Collected data
# # # # # # #

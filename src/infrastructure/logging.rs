use tracing_subscriber::{
    fmt::{self, format::FmtSpan},
    layer::SubscriberExt,
    util::SubscriberInitExt,
    EnvFilter,
};

use crate::config::{LogFormat, LoggingConfig};

/// Install the global subscriber. `RUST_LOG` overrides the configured level.
///
/// Output goes to stderr so `analyze` can print its JSON report on stdout.
pub fn init_logging(config: &LoggingConfig) {
    let filter = EnvFilter::try_from_default_env()
        .unwrap_or_else(|_| EnvFilter::new(&config.level));

    let result = match config.format {
        LogFormat::Json => tracing_subscriber::registry()
            .with(filter)
            .with(
                fmt::layer()
                    .json()
                    .with_writer(std::io::stderr)
                    .with_span_events(FmtSpan::CLOSE),
            )
            .try_init(),
        LogFormat::Pretty => tracing_subscriber::registry()
            .with(filter)
            .with(
                fmt::layer()
                    .pretty()
                    .with_target(true)
                    .with_writer(std::io::stderr),
            )
            .try_init(),
    };

    match result {
        Ok(()) => tracing::info!("Logging initialized with level: {}", config.level),
        Err(e) => eprintln!("Logging already initialized: {}", e),
    }
}
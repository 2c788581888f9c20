//! Analysis pipeline state machine

mod stage;

pub use stage::{PipelineStage, PipelineTracker};
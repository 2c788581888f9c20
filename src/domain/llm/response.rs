use serde::{Deserialize, Serialize};

use super::Message;

/// Reason why the generation finished
#[derive(Debug, Clone, PartialEq, Eq, Serialize, Deserialize)]
#[serde(rename_all = "snake_case")]
pub enum FinishReason {
    Stop,
    Length,
    ContentFilter,
    ToolCalls,
}

/// Token usage statistics
#[derive(Debug, Clone, Copy, Default, PartialEq, Eq, Serialize, Deserialize)]
pub struct Usage {
    pub prompt_tokens: u32,
    pub completion_tokens: u32,
    pub total_tokens: u32,
}

impl Usage {
    pub fn new(prompt_tokens: u32, completion_tokens: u32) -> Self {
        Self {
            prompt_tokens,
            completion_tokens,
            total_tokens: prompt_tokens + completion_tokens,
        }
    }
}

/// Response from an LLM provider
#[derive(Debug, Clone, Serialize, Deserialize)]
pub struct LlmResponse {
    pub id: String,
    pub model: String,
    pub message: Message,
    pub finish_reason: Option<FinishReason>,
    pub usage: Option<Usage>,
}

impl LlmResponse {
    pub fn new(id: String, model: String, message: Message) -> Self {
        Self {
            id,
            model,
            message,
            finish_reason: None,
            usage: None,
        }
    }

    pub fn with_finish_reason(mut self, reason: FinishReason) -> Self {
        self.finish_reason = Some(reason);
        self
    }

    pub fn with_usage(mut self, usage: Usage) -> Self {
        self.usage = Some(usage);
        self
    }

    pub fn content(&self) -> Option<&str> {
        self.message.content_text()
    }
}

#[cfg(test)]
mod tests {
    use super::*;

    #[test]
    fn test_usage_calculation() {
        let usage = Usage::new(10, 20);
        assert_eq!(usage.total_tokens, 30);
    }

    #[test]
    fn test_response_content() {
        let response = LlmResponse::new(
            "chatcmpl-1".to_string(),
            "gpt-4o-mini".to_string(),
            Message::assistant("{\"summary\":\"ok\"}"),
        )
        .with_usage(Usage::new(5, 7));

        assert_eq!(response.content(), Some("{\"summary\":\"ok\"}"));
        assert_eq!(response.usage.map(|u| u.total_tokens), Some(12));
    }
}
//! Embedding provider domain models, traits and batch dispatch

mod dispatch;
mod provider;
mod request;
mod response;

pub use dispatch::{
    split_batches, BatchDispatcher, CompletedBatch, DispatchOutcome, EmbeddingBatch,
    SequentialDispatcher,
};
pub use provider::EmbeddingProvider;
pub use request::EmbeddingRequest;
pub use response::{cosine_similarity, Embedding, EmbeddingResponse, EmbeddingUsage};

#[cfg(test)]
pub use provider::mock::MockEmbeddingProvider;
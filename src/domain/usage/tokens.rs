//! Token estimation for providers that omit usage

/// Token estimate used when the provider reports no usage: words / 0.75
pub fn estimate_tokens(text: &str) -> u32 {
    (text.split_whitespace().count() as f64 / 0.75) as u32
}

#[cfg(test)]
mod tests {
    use super::*;

    #[test]
    fn test_estimate_tokens() {
        assert_eq!(estimate_tokens("one two three"), 4);
        assert_eq!(estimate_tokens("  spaced\tout\nwords "), 4);
        assert_eq!(estimate_tokens(""), 0);
    }

    #[test]
    fn test_single_word_rounds_down() {
        assert_eq!(estimate_tokens("{}"), 1);
    }
}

# # # # # # #

◆ EXERCISE ◆
For each record above, print an exact copy.

◆ EXERCISE RESULT ◆
filename src/infrastructure/logging.rs
use tracing_subscriber::{
    fmt::{self, format::FmtSpan},
    layer::SubscriberExt,
    util::SubscriberInitExt,
    EnvFilter,
};

use crate::config::{LogFormat, LoggingConfig};

/// Install the global subscriber. `RUST_LOG` overrides the configured level.
///
/// Output goes to stderr so `analyze` can print its JSON report on stdout.
pub fn init_logging(config: &LoggingConfig) {
    let filter = EnvFilter::try_from_default_env()
        .unwrap_or_else(|_| EnvFilter::new(&config.level));

    let result = match config.format {
        LogFormat::Json => tracing_subscriber::registry()
            .with(filter)
            .with(
                fmt::layer()
                    .json()
                    .with_writer(std::io::stderr)
                    .with_span_events(FmtSpan::CLOSE),
            )
            .try_init(),
        LogFormat::Pretty => tracing_subscriber::registry()
            .with(filter)
            .with(
                fmt::layer()
                    .pretty()
                    .with_target(true)
                    .with_writer(std::io::stderr),
            )
            .try_init(),
    };

    match result {
        Ok(()) => tracing::info!("Logging initialized with level: {}", config.level),
        Err(e) => eprintln!("Logging already initialized: {}", e),
    }
}
repository 2c788581888f9c20
//! Analysis pipeline state machine

mod stage;

pub use stage::{PipelineStage, PipelineTracker};
repository 2c788581888f9c20
filename src/domain/llm/response.rs
use serde::{Deserialize, Serialize};

use super::Message;

/// Reason why the generation finished
#[derive(Debug, Clone, PartialEq, Eq, Serialize, Deserialize)]
#[serde(rename_all = "snake_case")]
pub enum FinishReason {
    Stop,
    Length,
    ContentFilter,
    ToolCalls,
}

/// Token usage statistics
#[derive(Debug, Clone, Copy, Default, PartialEq, Eq, Serialize, Deserialize)]
pub struct Usage {
    pub prompt_tokens: u32,
    pub completion_tokens: u32,
    pub total_tokens: u32,
}

impl Usage {
    pub fn new(prompt_tokens: u32, completion_tokens: u32) -> Self {
        Self {
            prompt_tokens,
            completion_tokens,
            total_tokens: prompt_tokens + completion_tokens,
        }
    }
}

/// Response from an LLM provider
#[derive(Debug, Clone, Serialize, Deserialize)]
pub struct LlmResponse {
    pub id: String,
    pub model: String,
    pub message: Message,
    pub finish_reason: Option<FinishReason>,
    pub usage: Option<Usage>,
}

impl LlmResponse {
    pub fn new(id: String, model: String, message: Message) -> Self {
        Self {
            id,
            model,
            message,
            finish_reason: None,
            usage: None,
        }
    }

    pub fn with_finish_reason(mut self, reason: FinishReason) -> Self {
        self.finish_reason = Some(reason);
        self
    }

    pub fn with_usage(mut self, usage: Usage) -> Self {
        self.usage = Some(usage);
        self
    }

    pub fn content(&self) -> Option<&str> {
        self.message.content_text()
    }
}

#[cfg(test)]
mod tests {
    use super::*;

    #[test]
    fn test_usage_calculation() {
        let usage = Usage::new(10, 20);
        assert_eq!(usage.total_tokens, 30);
    }

    #[test]
    fn test_response_content() {
        let response = LlmResponse::new(
            "chatcmpl-1".to_string(),
            "gpt-4o-mini".to_string(),
            Message::assistant("{\"summary\":\"ok\"}"),
        )
        .with_usage(Usage::new(5, 7));

        assert_eq!(response.content(), Some("{\"summary\":\"ok\"}"));
        assert_eq!(response.usage.map(|u| u.total_tokens), Some(12));
    }
}
//! Embedding provider domain models, traits and batch dispatch

mod dispatch;
mod provider;
mod request;
mod response;

pub use dispatch::{
    split_batches, BatchDispatcher, CompletedBatch, DispatchOutcome, EmbeddingBatch,
    SequentialDispatcher,
};
pub use provider::EmbeddingProvider;
pub use request::EmbeddingRequest;
pub use response::{cosine_similarity, Embedding, EmbeddingResponse, EmbeddingUsage};

#[cfg(test)]
pub use provider::mock::MockEmbeddingProvider;
filename src/domain/usage/tokens.rs
//! Token estimation for providers that omit usage

/// Token estimate used when the provider reports no usage: words / 0.75
pub fn estimate_tokens(text: &str) -> u32 {
    (text.split_whitespace().count() as f64 / 0.75) as u32
}

#[cfg(test)]
mod tests {
    use super::*;

    #[test]
    fn test_estimate_tokens() {
        assert_eq!(estimate_tokens("one two three"), 4);
        assert_eq!(estimate_tokens("  spaced\tout\nwords "), 4);
        assert_eq!(estimate_tokens(""), 0);
    }

    #[test]
    fn test_single_word_rounds_down() {
        assert_eq!(estimate_tokens("{}"), 1);
    }
}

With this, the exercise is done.